While acknowledging sources of conflicts, it is crucial to point out the classification by D. Katz of conflict sources, which is: (1) structural conflict - conflict that arises from the necessity to control the inter-dependence between various organisational sub-units; (2) role conflict - conflict which emerges from sets of predetermined behaviour; (3) resources conflict - conflict arising out of groups going up against each other for organisational resources (Katz, 1964). S.P. Robbins also recognises three sources of organisational conflict. They are as follows: (1) communicational - conflicts which arise from ineffective communication that leads to misunderstandings; (2) structural - conflicts that are connected to roles in the organisation; (3) personal - conflicts that emerge from the differences of individuals (Robbins, 1974). It is important to remember that methods of conflict management that are applicable to a conflict created from one source may not be appropriate in another case.

It is common knowledge that in organisations conflict situations can be disturbing not only to the person who is directly involved, but also to people who get influenced by its occurrence. It may be rather uncomfortable, for instance, to operate in hostile atmosphere where other co-workers are constantly arguing with each other or different teams are fighting for their superior's attention. Nevertheless, conflicts can be both functional, having constructive side and dysfunctional, having destructive side (Hellriegel, Slocum Jr, Woodman, 1989).

Functional conflict, also known as constructive conflict, generates benefits to employees, the team, and the whole organisation. Considering positive side, conflict situations can reveal critical problems so they can be dealt with quicker and more effective. Conflict makes decisions to be thought-out cautiously and maybe revised to make sure that the correct path of action is being adopted. What is more, it may expand the amount of information applied to make any decisions. Conflict can also create space for creativity that has the ability to develop performance.

Dysfunctional conflict, also called destructive conflict, damages the performance of individuals and the team. Such conflicts redirect energies, harm group union, encourage interpersonal hostilities, and just in general build a negative atmosphere for employees. This type of conflict rises, for instance, when two members of a team cannot work alongside as they have some interpersonal differences - a destructive emotional conflict - or when individuals are unsuccessful in operating as they fail to agree on the goals of the given task - a destructive substantive conflict.

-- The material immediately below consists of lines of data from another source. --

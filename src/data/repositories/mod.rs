pub mod card;
pub mod confidence_level;
pub mod review_schedule;
pub mod user;

pub use card::CardRepository;
pub use confidence_level::ConfidenceLevelRepository;
pub use review_schedule::ReviewScheduleRepository;
pub use user::UserRepository;
mod error_conversions;
mod error_responses;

Dysfunctional conflict situations can deteriorate job satisfaction and lead to absenteeism and job turnover. Managers and team leaders have to pay close attention to such conflicts and act quickly to make sure they are prevented or resolved, or at least any harm is reduced.

The techniques and methods for analysing, preventing and resolving conflict situations at all levels can be applied from conflictology.

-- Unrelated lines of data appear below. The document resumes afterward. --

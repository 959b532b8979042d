use bcrypt::BcryptError;
use diesel::result::Error as DieselError;
use tower_sessions::session::Error as SessionError;
use validator::ValidationErrors;

use crate::data::models::{ApiError, LoginError, RegisterError};

impl From<DieselError> for LoginError {
    fn from(err: DieselError) -> Self {
        LoginError::DatabaseError(err)
    }
}

impl From<BcryptError> for LoginError {
    fn from(err: BcryptError) -> Self {
        LoginError::HashingError(err)
    }
}

impl From<SessionError> for LoginError {
    fn from(err: SessionError) -> Self {
        LoginError::SessionError(err.to_string())
    }
}

impl From<r2d2::Error> for LoginError {
    fn from(err: r2d2::Error) -> Self {
        LoginError::PoolError(err.to_string())
    }
}

impl From<BcryptError> for RegisterError {
    fn from(err: BcryptError) -> Self {
        RegisterError::HashingError(err)
    }
}

impl From<r2d2::Error> for RegisterError {
    fn from(err: r2d2::Error) -> Self {
        RegisterError::PoolError(err.to_string())
    }
}

impl From<ValidationErrors> for ApiError {
    fn from(err: ValidationErrors) -> Self {
        ApiError::Validation(err.to_string())
    }
}

impl From<SessionError> for ApiError {
    fn from(err: SessionError) -> Self {
        ApiError::Session(err.to_string())
    }
}

impl From<r2d2::Error> for ApiError {
    fn from(err: r2d2::Error) -> Self {
        ApiError::Pool(err.to_string())
    }
}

Conflictology can be defined as the process of recognising conflicts considering all related spheres, like conflict resolution, transformation and management, and at the same time basing all the theories on non-violence principle (Vinyamata, 2010). By the help of conflictology it becomes possible to understand conflicts, crises, violence of any kind, and, concurrently, the compilation of transformation, intervention and support methods, resources, and procedures.

To prevent or resolve a conflict it is crucial to know about conflict management and its techniques. Ways to manage organisational conflicts are as diverse as its sources, roots and circumstances. The goal of conflict management is to influence the whole components of a conflict situation to ensure the containment of the destructive elements in the conflict process, such as hostility, verbal aggression and so on, and assist the parties in finding the right solution to their conflict. Effective conflict management benefits in reducing division in the team and coming up with a solution that satisfies everyone and would be accepted by every member.

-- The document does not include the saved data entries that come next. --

use chrono::NaiveDateTime;
use diesel::prelude::*;
use serde::{Deserialize, Serialize};
use validator::Validate;

use super::api_models::{non_null, nullable};
use crate::schema::review_schedules;

#[derive(Debug, Clone, PartialEq, Queryable, Selectable, Identifiable, Serialize)]
#[diesel(table_name = review_schedules)]
#[diesel(check_for_backend(diesel::sqlite::Sqlite))]
pub struct ReviewSchedule {
    pub id: i32,
    pub review_date: NaiveDateTime,
    pub last_reviewed: Option<NaiveDateTime>,
    pub card_id: i32,
    pub user_id: i32,
}

#[derive(Insertable)]
#[diesel(table_name = review_schedules)]
pub struct NewReviewSchedule {
    pub review_date: NaiveDateTime,
    pub card_id: i32,
    pub user_id: i32,
}

/// Body of `PUT /review-schedules/{id}`. `review_date` may be left out but
/// not nulled; `last_reviewed: null` clears it. No field rules: the shape is
/// checked by deserialization alone, `Validate` lets it use `ValidatedJson`.
#[derive(Debug, Default, Deserialize, Validate, AsChangeset)]
#[diesel(table_name = review_schedules)]
pub struct ReviewScheduleChanges {
    #[serde(default, deserialize_with = "non_null")]
    pub review_date: Option<NaiveDateTime>,
    #[serde(default, deserialize_with = "nullable")]
    pub last_reviewed: Option<Option<NaiveDateTime>>,
}

#[derive(Debug, Deserialize, Validate)]
pub struct CreateReviewScheduleRequest {
    #[validate(range(min = 1, message = "Invalid card id"))]
    pub card_id: i32,
    /// Defaults to now, i.e. due immediately.
    #[serde(default)]
    pub review_date: Option<NaiveDateTime>,
}

/// Query string of the session endpoints; `at` defaults to now.
#[derive(Debug, Default, Deserialize)]
pub struct SessionParams {
    #[serde(default)]
    pub at: Option<NaiveDateTime>,
}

All organisations, no matter how simple or complex they are, have a selection of methods or processes for managing conflict situations. They are engraved in the organisational structure and are studiously applied by managers to affect the progress and outcome of a conflict.

We would like to focus in more detail on managing one type of conflict situation- interpersonal conflict, as it is the most common type occurring in organisations.

Managing Interpersonal Conflicts

Interactions between individuals are extremely complicated. People are unified and maintained together because of personal appeal or reciprocal relationship from which both sides can gain benefits. In organisations all positions are interlinked or dependent on each other so the perspectives and behaviour of one person impact the perspectives and behaviour of another. Organisations can be described as systems of constant, complementary and expected communications between people (Argyle, 1972).

Even though individuals in organisations communicate in a comparatively regular way with a stable-cooperative dimension - norms that are developed to guarantee balanced interactions, interpersonal conflicts are a fundamental part of organisational life. To prevent damaging impact on people as well as on organisational operations, managers have to recognise the sources of interpersonal conflict and act appropriately to handle it.

R.R. Blake and J.S. Mouton described five models of conflict management: withdrawal, smoothing, compromise, forcing and problem-solving. Withdrawal is an effort to handle the conflict by avoidance. Smoothing emphasises shared, organisational interests and giving in by one or both parties. Compromise is a model of managing conflict by anticipating each person to yield something. Forcing appears when the conflict is handled in a way that makes one person to comply. Problem-solving is used to gain joined collaboration and unifying decision-making between people (Blake and Mouton, 1964).

Of these five methods of conflict management only problem-solving method emphasises the attitudinal, situational and behavioural elements of conflict. It is not directed at almost mechanical, unthinking reactions, but at utilising higher mental processes to attain an exceptional, integrative and fulfilling result (Maier, 1970).

Problem-solving method is not commonly used when dealing with conflict situations. There should be particular conditions to realise problem-solving method. The conditions are as follows (Filley, 1975):

1. situational requirements - familiarity and the degree of how flexible the interactions are, no time pressures, power equality, etc.;

2. attitudinal requirements - trust and faith in each other, expectation for the conflict being resolved by coming up with the resolution, rather than by avoiding it;

3. perceptual requirements - employees do not feel threatened and do not have to win and dominate others;

4. behavioural requirements - individuals have free access to information, defined issues, they have opportunity to discuss alternatives and thoroughly explore solutions.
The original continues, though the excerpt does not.